Take the entries that follow and write them out again, word for word.

Stored data entries:
== Segment start ==

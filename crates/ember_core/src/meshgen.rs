//! Procedural test geometry.

use ember_math::{Vec2, Vec3};

use crate::mesh::{Mesh, Vertex};

/// Latitude/longitude sphere centered at the origin, wound counter-clockwise
/// so the geometric normals face outward.
pub fn uv_sphere(radius: f32, segments: u32, rings: u32) -> Mesh {
    assert!(segments >= 3 && rings >= 2, "sphere too coarse to close");

    let mut vertices = Vec::with_capacity(((rings + 1) * (segments + 1)) as usize);
    for ring in 0..=rings {
        let theta = std::f32::consts::PI * ring as f32 / rings as f32;
        let (sin_theta, cos_theta) = theta.sin_cos();
        for segment in 0..=segments {
            let phi = std::f32::consts::TAU * segment as f32 / segments as f32;
            let (sin_phi, cos_phi) = phi.sin_cos();
            let normal = Vec3::new(sin_theta * cos_phi, cos_theta, sin_theta * sin_phi);
            vertices.push(Vertex {
                position: normal * radius,
                normal,
                tangent: Vec3::new(-sin_phi, 0.0, cos_phi),
                uv: Vec2::new(
                    segment as f32 / segments as f32,
                    ring as f32 / rings as f32,
                ),
            });
        }
    }

    let stride = segments + 1;
    let mut indices = Vec::with_capacity((rings * segments * 6) as usize);
    for ring in 0..rings {
        for segment in 0..segments {
            let i0 = ring * stride + segment;
            let i1 = i0 + 1;
            let i2 = i0 + stride;
            let i3 = i2 + 1;
            // Degenerate pole triangles are kept; they have zero area and the
            // intersector rejects them.
            indices.extend_from_slice(&[i0, i1, i2]);
            indices.extend_from_slice(&[i1, i3, i2]);
        }
    }

    Mesh::new(vertices, indices).expect("generated indices are in bounds")
}

/// Unit quad in the XY plane, facing +Z.
pub fn unit_quad() -> Mesh {
    let corners = [
        (Vec3::new(-0.5, -0.5, 0.0), Vec2::new(0.0, 0.0)),
        (Vec3::new(0.5, -0.5, 0.0), Vec2::new(1.0, 0.0)),
        (Vec3::new(0.5, 0.5, 0.0), Vec2::new(1.0, 1.0)),
        (Vec3::new(-0.5, 0.5, 0.0), Vec2::new(0.0, 1.0)),
    ];
    let vertices = corners
        .iter()
        .map(|&(position, uv)| Vertex {
            position,
            normal: Vec3::Z,
            tangent: Vec3::X,
            uv,
        })
        .collect();
    Mesh::new(vertices, vec![0, 1, 2, 0, 2, 3]).expect("static indices are in bounds")
}

#[cfg(test)]
mod tests {
    use super::*;

    #[test]
    fn test_sphere_vertices_on_surface() {
        let mesh = uv_sphere(2.0, 16, 8);
        for vertex in mesh.vertices() {
            assert!((vertex.position.length() - 2.0).abs() < 1e-5);
            assert!((vertex.normal.length() - 1.0).abs() < 1e-5);
        }
    }

    #[test]
    fn test_sphere_winding_faces_outward() {
        let mesh = uv_sphere(1.0, 12, 6);
        let indices = mesh.indices();
        let vertices = mesh.vertices();
        let mut outward = 0usize;
        let mut total = 0usize;
        for tri in indices.chunks_exact(3) {
            let a = vertices[tri[0] as usize].position;
            let b = vertices[tri[1] as usize].position;
            let c = vertices[tri[2] as usize].position;
            let n = (b - a).cross(c - a);
            if n.length_squared() < 1e-12 {
                continue; // pole sliver
            }
            total += 1;
            let centroid = (a + b + c) / 3.0;
            if n.dot(centroid) > 0.0 {
                outward += 1;
            }
        }
        assert_eq!(outward, total);
    }

    #[test]
    fn test_quad_has_two_triangles() {
        let mesh = unit_quad();
        assert_eq!(mesh.indices().len(), 6);
    }
}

== Segment end ==

- [Output for this exercise]:
filename crates/ember_core/src/meshgen.rs
//! Procedural test geometry.

use ember_math::{Vec2, Vec3};

use crate::mesh::{Mesh, Vertex};

/// Latitude/longitude sphere centered at the origin, wound counter-clockwise
/// so the geometric normals face outward.
pub fn uv_sphere(radius: f32, segments: u32, rings: u32) -> Mesh {
    assert!(segments >= 3 && rings >= 2, "sphere too coarse to close");

    let mut vertices = Vec::with_capacity(((rings + 1) * (segments + 1)) as usize);
    for ring in 0..=rings {
        let theta = std::f32::consts::PI * ring as f32 / rings as f32;
        let (sin_theta, cos_theta) = theta.sin_cos();
        for segment in 0..=segments {
            let phi = std::f32::consts::TAU * segment as f32 / segments as f32;
            let (sin_phi, cos_phi) = phi.sin_cos();
            let normal = Vec3::new(sin_theta * cos_phi, cos_theta, sin_theta * sin_phi);
            vertices.push(Vertex {
                position: normal * radius,
                normal,
                tangent: Vec3::new(-sin_phi, 0.0, cos_phi),
                uv: Vec2::new(
                    segment as f32 / segments as f32,
                    ring as f32 / rings as f32,
                ),
            });
        }
    }

    let stride = segments + 1;
    let mut indices = Vec::with_capacity((rings * segments * 6) as usize);
    for ring in 0..rings {
        for segment in 0..segments {
            let i0 = ring * stride + segment;
            let i1 = i0 + 1;
            let i2 = i0 + stride;
            let i3 = i2 + 1;
            // Degenerate pole triangles are kept; they have zero area and the
            // intersector rejects them.
            indices.extend_from_slice(&[i0, i1, i2]);
            indices.extend_from_slice(&[i1, i3, i2]);
        }
    }

    Mesh::new(vertices, indices).expect("generated indices are in bounds")
}

/// Unit quad in the XY plane, facing +Z.
pub fn unit_quad() -> Mesh {
    let corners = [
        (Vec3::new(-0.5, -0.5, 0.0), Vec2::new(0.0, 0.0)),
        (Vec3::new(0.5, -0.5, 0.0), Vec2::new(1.0, 0.0)),
        (Vec3::new(0.5, 0.5, 0.0), Vec2::new(1.0, 1.0)),
        (Vec3::new(-0.5, 0.5, 0.0), Vec2::new(0.0, 1.0)),
    ];
    let vertices = corners
        .iter()
        .map(|&(position, uv)| Vertex {
            position,
            normal: Vec3::Z,
            tangent: Vec3::X,
            uv,
        })
        .collect();
    Mesh::new(vertices, vec![0, 1, 2, 0, 2, 3]).expect("static indices are in bounds")
}

#[cfg(test)]
mod tests {
    use super::*;

    #[test]
    fn test_sphere_vertices_on_surface() {
        let mesh = uv_sphere(2.0, 16, 8);
        for vertex in mesh.vertices() {
            assert!((vertex.position.length() - 2.0).abs() < 1e-5);
            assert!((vertex.normal.length() - 1.0).abs() < 1e-5);
        }
    }

    #[test]
    fn test_sphere_winding_faces_outward() {
        let mesh = uv_sphere(1.0, 12, 6);
        let indices = mesh.indices();
        let vertices = mesh.vertices();
        let mut outward = 0usize;
        let mut total = 0usize;
        for tri in indices.chunks_exact(3) {
            let a = vertices[tri[0] as usize].position;
            let b = vertices[tri[1] as usize].position;
            let c = vertices[tri[2] as usize].position;
            let n = (b - a).cross(c - a);
            if n.length_squared() < 1e-12 {
                continue; // pole sliver
            }
            total += 1;
            let centroid = (a + b + c) / 3.0;
            if n.dot(centroid) > 0.0 {
                outward += 1;
            }
        }
        assert_eq!(outward, total);
    }

    #[test]
    fn test_quad_has_two_triangles() {
        let mesh = unit_quad();
        assert_eq!(mesh.indices().len(), 6);
    }
}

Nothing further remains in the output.